Supplied data
*** Begin section ***

use crate::entities::Role;
use crate::error::{AppError, AppResult};
use chrono::{Duration, Utc};
use jsonwebtoken::{Algorithm, DecodingKey, EncodingKey, Header, Validation, decode, encode};
use serde::{Deserialize, Serialize};

#[derive(Debug, Serialize, Deserialize)]
pub struct Claims {
    pub sub: String, // user_id
    pub role: Role,
    pub exp: i64,
    pub iat: i64,
    pub token_type: String, // "access" or "refresh"
}

#[derive(Clone)]
pub struct JwtService {
    encoding_key: EncodingKey,
    decoding_key: DecodingKey,
    access_token_expires_in: i64,
    refresh_token_expires_in: i64,
}

impl JwtService {
    pub fn new(secret: &str, access_expires_in: i64, refresh_expires_in: i64) -> Self {
        Self {
            encoding_key: EncodingKey::from_secret(secret.as_bytes()),
            decoding_key: DecodingKey::from_secret(secret.as_bytes()),
            access_token_expires_in: access_expires_in,
            refresh_token_expires_in: refresh_expires_in,
        }
    }

    fn generate_token(&self, user_id: i64, role: Role, token_type: &str, ttl: i64) -> AppResult<String> {
        let now = Utc::now();
        let exp = now + Duration::seconds(ttl);

        let claims = Claims {
            sub: user_id.to_string(),
            role,
            exp: exp.timestamp(),
            iat: now.timestamp(),
            token_type: token_type.to_string(),
        };

        encode(&Header::default(), &claims, &self.encoding_key).map_err(AppError::JwtError)
    }

    pub fn generate_access_token(&self, user_id: i64, role: Role) -> AppResult<String> {
        self.generate_token(user_id, role, "access", self.access_token_expires_in)
    }

    pub fn generate_refresh_token(&self, user_id: i64, role: Role) -> AppResult<String> {
        self.generate_token(user_id, role, "refresh", self.refresh_token_expires_in)
    }

    pub fn verify_token(&self, token: &str) -> AppResult<Claims> {
        let validation = Validation::new(Algorithm::HS256);
        decode::<Claims>(token, &self.decoding_key, &validation)
            .map(|data| data.claims)
            .map_err(AppError::JwtError)
    }

    pub fn verify_access_token(&self, token: &str) -> AppResult<Claims> {
        let claims = self.verify_token(token)?;

        if claims.token_type != "access" {
            return Err(AppError::AuthError("Invalid access token type".to_string()));
        }

        Ok(claims)
    }

    pub fn verify_refresh_token(&self, token: &str) -> AppResult<Claims> {
        let claims = self.verify_token(token)?;

        if claims.token_type != "refresh" {
            return Err(AppError::AuthError(
                "Invalid refresh token type".to_string(),
            ));
        }

        Ok(claims)
    }

    pub fn get_access_token_expires_in(&self) -> i64 {
        self.access_token_expires_in
    }
}

#[cfg(test)]
mod tests {
    use super::*;

    fn service() -> JwtService {
        JwtService::new("test-secret", 3600, 86400)
    }

    #[test]
    fn test_access_token_round_trip() {
        let jwt = service();
        let token = jwt.generate_access_token(42, Role::Instructor).unwrap();
        let claims = jwt.verify_access_token(&token).unwrap();
        assert_eq!(claims.sub, "42");
        assert_eq!(claims.role, Role::Instructor);
        assert_eq!(claims.token_type, "access");
    }

    #[test]
    fn test_refresh_token_rejected_as_access() {
        let jwt = service();
        let token = jwt.generate_refresh_token(7, Role::Student).unwrap();
        assert!(jwt.verify_access_token(&token).is_err());
        assert!(jwt.verify_refresh_token(&token).is_ok());
    }

    #[test]
    fn test_wrong_secret_rejected() {
        let token = service().generate_access_token(1, Role::Student).unwrap();
        let other = JwtService::new("other-secret", 3600, 86400);
        assert!(other.verify_access_token(&token).is_err());
    }
}
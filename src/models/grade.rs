use rust_decimal::Decimal;
use serde::{Deserialize, Serialize};
use utoipa::ToSchema;

#[derive(Debug, Serialize, Deserialize, ToSchema)]
pub struct CreateGradeRequest {
    pub student_id: i64,
    #[schema(example = "Web Engineering")]
    pub course_name: String,
    #[schema(example = "88.50")]
    pub grade: Decimal,
    #[schema(example = "2025/2026-1")]
    pub semester: String,
}

#[derive(Debug, Serialize, Deserialize, ToSchema)]
pub struct UpdateGradeRequest {
    pub course_name: String,
    pub grade: Decimal,
    pub semester: String,
}

#[derive(Debug, Serialize, ToSchema)]
pub struct GradeResponse {
    pub id: i64,
    pub student_id: i64,
    pub student_name: String,
    pub instructor_id: i64,
    pub instructor_name: String,
    pub course_name: String,
    pub grade: Decimal,
    pub semester: String,
    pub created_at: chrono::DateTime<chrono::Utc>,
    pub updated_at: chrono::DateTime<chrono::Utc>,
}

/// Instructor-facing directory entry for student users.
#[derive(Debug, Serialize, ToSchema)]
pub struct StudentAccountResponse {
    pub id: i64,
    pub email: String,
    pub username: String,
    pub full_name: String,
    pub major: Option<String>,
}
use crate::entities::Role;
use crate::error::AppError;
use crate::utils::{Claims, JwtService};
use actix_web::http::Method;
use actix_web::{
    Error, HttpMessage,
    dev::{Service, ServiceRequest, ServiceResponse, Transform, forward_ready},
};
use futures_util::future::LocalBoxFuture;
use std::future::{Ready, ready};

/// Authenticated caller, inserted into request extensions by the
/// middleware and read back by handlers.
#[derive(Debug, Clone, Copy)]
pub struct CurrentUser {
    pub id: i64,
    pub role: Role,
}

impl TryFrom<&Claims> for CurrentUser {
    type Error = AppError;

    // A signed token whose subject is not a numeric id maps to no user
    fn try_from(claims: &Claims) -> Result<Self, AppError> {
        let id = claims
            .sub
            .parse::<i64>()
            .map_err(|_| AppError::AuthError("Invalid access token".to_string()))?;
        Ok(Self {
            id,
            role: claims.role,
        })
    }
}

struct PublicPaths {
    exact_paths: Vec<&'static str>,
    prefix_paths: Vec<&'static str>,
    excluded_paths: Vec<&'static str>,
}

impl PublicPaths {
    fn new() -> Self {
        Self {
            exact_paths: vec!["/swagger-ui", "/swagger-ui/", "/api-docs/openapi.json"],
            // Domains without a user concept stay open
            prefix_paths: vec![
                "/swagger-ui/",
                "/api-docs/",
                "/api/v1/auth/",
                "/api/v1/accounts",
                "/api/v1/transactions",
                "/api/v1/programs",
                "/api/v1/students",
                "/api/v1/courses",
                "/api/v1/registrations",
                "/api/v1/articles",
                "/api/v1/comments",
            ],
            // Authenticated even though it sits under a public prefix.
            // Refresh stays public here; its handler verifies the refresh
            // token itself, which an access-token check would reject.
            excluded_paths: vec!["/api/v1/auth/me"],
        }
    }

    fn is_public(&self, method: &Method, path: &str) -> bool {
        if self
            .excluded_paths
            .iter()
            .any(|&excluded| path.starts_with(excluded))
        {
            return false;
        }

        if self.exact_paths.contains(&path) {
            return true;
        }

        if self
            .prefix_paths
            .iter()
            .any(|&prefix| path.starts_with(prefix))
        {
            return true;
        }

        // Product reads are public; product writes need a token
        path.starts_with("/api/v1/products") && method == Method::GET
    }
}

pub struct AuthMiddleware {
    jwt_service: JwtService,
}

impl AuthMiddleware {
    pub fn new(jwt_service: JwtService) -> Self {
        Self { jwt_service }
    }
}

impl<S, B> Transform<S, ServiceRequest> for AuthMiddleware
where
    S: Service<ServiceRequest, Response = ServiceResponse<B>, Error = Error>,
    S::Future: 'static,
    B: 'static,
{
    type Response = ServiceResponse<B>;
    type Error = Error;
    type InitError = ();
    type Transform = AuthMiddlewareService<S>;
    type Future = Ready<Result<Self::Transform, Self::InitError>>;

    fn new_transform(&self, service: S) -> Self::Future {
        ready(Ok(AuthMiddlewareService {
            service,
            jwt_service: self.jwt_service.clone(),
            public_paths: PublicPaths::new(),
        }))
    }
}

pub struct AuthMiddlewareService<S> {
    service: S,
    jwt_service: JwtService,
    public_paths: PublicPaths,
}

impl<S, B> Service<ServiceRequest> for AuthMiddlewareService<S>
where
    S: Service<ServiceRequest, Response = ServiceResponse<B>, Error = Error>,
    S::Future: 'static,
    B: 'static,
{
    type Response = ServiceResponse<B>;
    type Error = Error;
    type Future = LocalBoxFuture<'static, Result<Self::Response, Self::Error>>;

    forward_ready!(service);

    fn call(&self, req: ServiceRequest) -> Self::Future {
        // Let CORS preflights through
        if req.method() == Method::OPTIONS {
            let fut = self.service.call(req);
            return Box::pin(fut);
        }

        if self.public_paths.is_public(req.method(), req.path()) {
            let fut = self.service.call(req);
            return Box::pin(fut);
        }

        let auth_header = req.headers().get("Authorization");

        let token = if let Some(auth_value) = auth_header {
            if let Ok(auth_str) = auth_value.to_str() {
                auth_str.strip_prefix("Bearer ")
            } else {
                None
            }
        } else {
            None
        };

        if let Some(token) = token {
            match self.jwt_service.verify_access_token(token) {
                Ok(claims) => match CurrentUser::try_from(&claims) {
                    Ok(user) => {
                        req.extensions_mut().insert(user);
                        let fut = self.service.call(req);
                        Box::pin(fut)
                    }
                    Err(error) => Box::pin(async move { Err(error.into()) }),
                },
                Err(_) => {
                    let error = AppError::AuthError("Invalid access token".to_string());
                    Box::pin(async move { Err(error.into()) })
                }
            }
        } else {
            let error = AppError::AuthError("Missing access token".to_string());
            Box::pin(async move { Err(error.into()) })
        }
    }
}

#[cfg(test)]
mod tests {
    use super::*;

    fn claims(sub: &str) -> Claims {
        Claims {
            sub: sub.to_string(),
            role: Role::Student,
            exp: 0,
            iat: 0,
            token_type: "access".to_string(),
        }
    }

    #[test]
    fn numeric_subject_becomes_the_current_user() {
        let user = CurrentUser::try_from(&claims("42")).unwrap();
        assert_eq!(user.id, 42);
        assert_eq!(user.role, Role::Student);
    }

    #[test]
    fn non_numeric_subject_is_rejected() {
        let err = CurrentUser::try_from(&claims("not-an-id")).unwrap_err();
        assert!(matches!(err, AppError::AuthError(_)));
    }
}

*** End section ***

The problem
The lines to write out run from the one with "assert_eq!(user.id, 42);" through the end of the records. Give them exactly, and only them.

Expected output
        assert_eq!(user.id, 42);
        assert_eq!(user.role, Role::Student);
    }

    #[test]
    fn non_numeric_subject_is_rejected() {
        let err = CurrentUser::try_from(&claims("not-an-id")).unwrap_err();
        assert!(matches!(err, AppError::AuthError(_)));
    }
}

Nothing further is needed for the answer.